* Required work
Only the lines that hold the word "Errors" are wanted from this listing.

═══

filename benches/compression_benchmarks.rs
use criterion::{black_box, criterion_group, criterion_main, BenchmarkId, Criterion};
use letter_huffman::{codes, compress, decode, frequency, tree};

fn sample_text(len: usize) -> String {
    "The quick brown fox jumps over the lazy dog, 1234567890! "
        .chars()
        .cycle()
        .take(len)
        .collect()
}

fn bench_compress(c: &mut Criterion) {
    let mut group = c.benchmark_group("compress");
    for size in [1_000, 10_000, 100_000] {
        let text = sample_text(size);
        group.bench_with_input(BenchmarkId::from_parameter(size), &text, |b, text| {
            b.iter(|| compress(black_box(text)).unwrap())
        });
    }
    group.finish();
}

fn bench_stages(c: &mut Criterion) {
    let text = sample_text(10_000);
    let freqs = frequency::count_frequencies(&text).unwrap();
    let huffman = tree::build_tree(&freqs).unwrap();
    let table = codes::generate_codes(&huffman);
    let (encoded, _) = compress(&text).unwrap();

    c.bench_function("count_frequencies", |b| {
        b.iter(|| frequency::count_frequencies(black_box(&text)).unwrap())
    });
    c.bench_function("build_tree", |b| {
        b.iter(|| tree::build_tree(black_box(&freqs)).unwrap())
    });
    c.bench_function("generate_codes", |b| {
        b.iter(|| codes::generate_codes(black_box(&huffman)))
    });
    c.bench_function("decode", |b| {
        b.iter(|| decode(black_box(&encoded), black_box(&table)).unwrap())
    });
}

criterion_group!(benches, bench_compress, bench_stages);
criterion_main!(benches);
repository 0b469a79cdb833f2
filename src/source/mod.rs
pub mod kafka;
pub mod source;
pub mod types;

pub use kafka::KafkaSource;
pub use source::EventSource;
pub use types::SourceError;
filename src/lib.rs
//! # feed-archiver
//!
//! A service that archives feed-item events from Kafka into PostgreSQL.
//!
//! ## Features
//!
//! - **Batched inserts** with a dual trigger: flush at a size threshold or
//!   on a fixed interval, whichever comes first
//! - **Update routing**: events flagged as mutations bypass the batch and
//!   update the stored row addressed by its content hash
//! - **In-batch dedup** by link, last arrival wins
//! - **Upsert semantics** tolerant of at-least-once delivery
//! - **Backpressure** via a bounded channel between consumer and batcher
//! - **Graceful shutdown**: cancellation drains the buffer before exit
//!
//! ## Modules
//!
//! - [`model`] - The `Item` flowing through the pipeline
//! - [`source`] - Kafka event source abstraction
//! - [`batcher`] - Accumulation and flush state machine
//! - [`sink`] - PostgreSQL persistence with dedup + upsert
//! - [`app`] - Pipeline wiring and lifecycle
//! - [`config`] - Environment-backed configuration

pub mod app;
pub mod batcher;
pub mod config;
pub mod model;
pub mod sink;
pub mod source;
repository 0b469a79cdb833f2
use async_trait::async_trait;

use crate::model::Item;

use super::types::SinkError;

/// Durable storage for feed items.
///
/// Both operations are idempotent under repeated delivery of the same
/// item, which is what makes the at-least-once source safe: re-applying
/// an identical upsert or update leaves the stored state unchanged.
#[async_trait]
pub trait FeedSink: Send + Sync {
    /// Persists a batch of insert candidates in one atomic write.
    ///
    /// Items sharing a `link` are collapsed to the last arrival before
    /// the write. Rows that already exist (same `link`) get their
    /// display fields refreshed; identity and creation fields stay
    /// untouched. An empty batch is a successful no-op. The batch
    /// commits or fails as a whole.
    async fn upsert_batch(&self, items: &[Item]) -> Result<(), SinkError>;

    /// Overwrites the display fields of the stored row whose `md5`
    /// matches the item's. A missing row is a reported error.
    async fn update_by_hash(&self, item: &Item) -> Result<(), SinkError>;
}
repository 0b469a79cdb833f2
pub mod item;

pub use item::Item;
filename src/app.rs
use std::sync::Arc;

use thiserror::Error;
use tokio_util::sync::CancellationToken;
use tracing::info;

use crate::batcher::{self, Batcher};
use crate::sink::FeedSink;
use crate::source::{EventSource, SourceError};

/// Errors that abort the pipeline before it starts consuming.
#[derive(Debug, Error)]
pub enum AppError {
    #[error("event source setup failed")]
    Source(#[from] SourceError),
}

/// The assembled pipeline: event source feeding the batcher feeding the
/// sink. Constructed once at startup with its dependencies injected, so
/// tests can swap in fake sources and sinks.
pub struct App<E, S> {
    source: E,
    batcher: Batcher<S>,
}

impl<E, S> App<E, S>
where
    E: EventSource,
    S: FeedSink,
{
    pub fn new(source: E, sink: Arc<S>, config: batcher::Config) -> Self {
        Self {
            source,
            batcher: Batcher::new(config, sink),
        }
    }

    /// Runs the pipeline until the source's stream ends.
    ///
    /// Cancelling the token stops the source, which closes its channel;
    /// the batcher then performs its final flush and returns. Nothing
    /// buffered is lost on a clean shutdown, and a flush in progress is
    /// never aborted mid-write.
    pub async fn run(&self, cancel: &CancellationToken) -> Result<(), AppError> {
        let items = self.source.subscribe(cancel.clone()).await?;
        info!("pipeline started");

        self.batcher.run(items).await;

        info!("pipeline stopped");
        Ok(())
    }
}
use thiserror::Error;

/// Errors raised while setting up an event source.
///
/// Read-side failures never appear here: a bad message is logged and
/// skipped inside the read loop.
#[derive(Debug, Error)]
pub enum SourceError {
    /// Consumer construction or topic subscription failed.
    #[error("kafka consumer setup failed")]
    Kafka(#[from] rdkafka::error::KafkaError),
}
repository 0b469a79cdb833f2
use thiserror::Error;

/// Errors that can occur while writing to the store.
#[derive(Debug, Error)]
pub enum SinkError {
    /// The database rejected the statement or the connection failed.
    #[error("database write failed")]
    Database(#[from] sqlx::Error),

    /// An update addressed a row that does not exist.
    #[error("no stored row matches md5 {0}")]
    NoMatch(String),
}
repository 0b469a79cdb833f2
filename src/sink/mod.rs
pub mod postgres;
pub mod sink;
pub mod types;

pub use postgres::PostgresSink;
pub use sink::FeedSink;
pub use types::SinkError;

#[cfg(test)]
mod tests;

═══

* Answer to this task
/// Errors that abort the pipeline before it starts consuming.
/// Errors raised while setting up an event source.
/// Errors that can occur while writing to the store.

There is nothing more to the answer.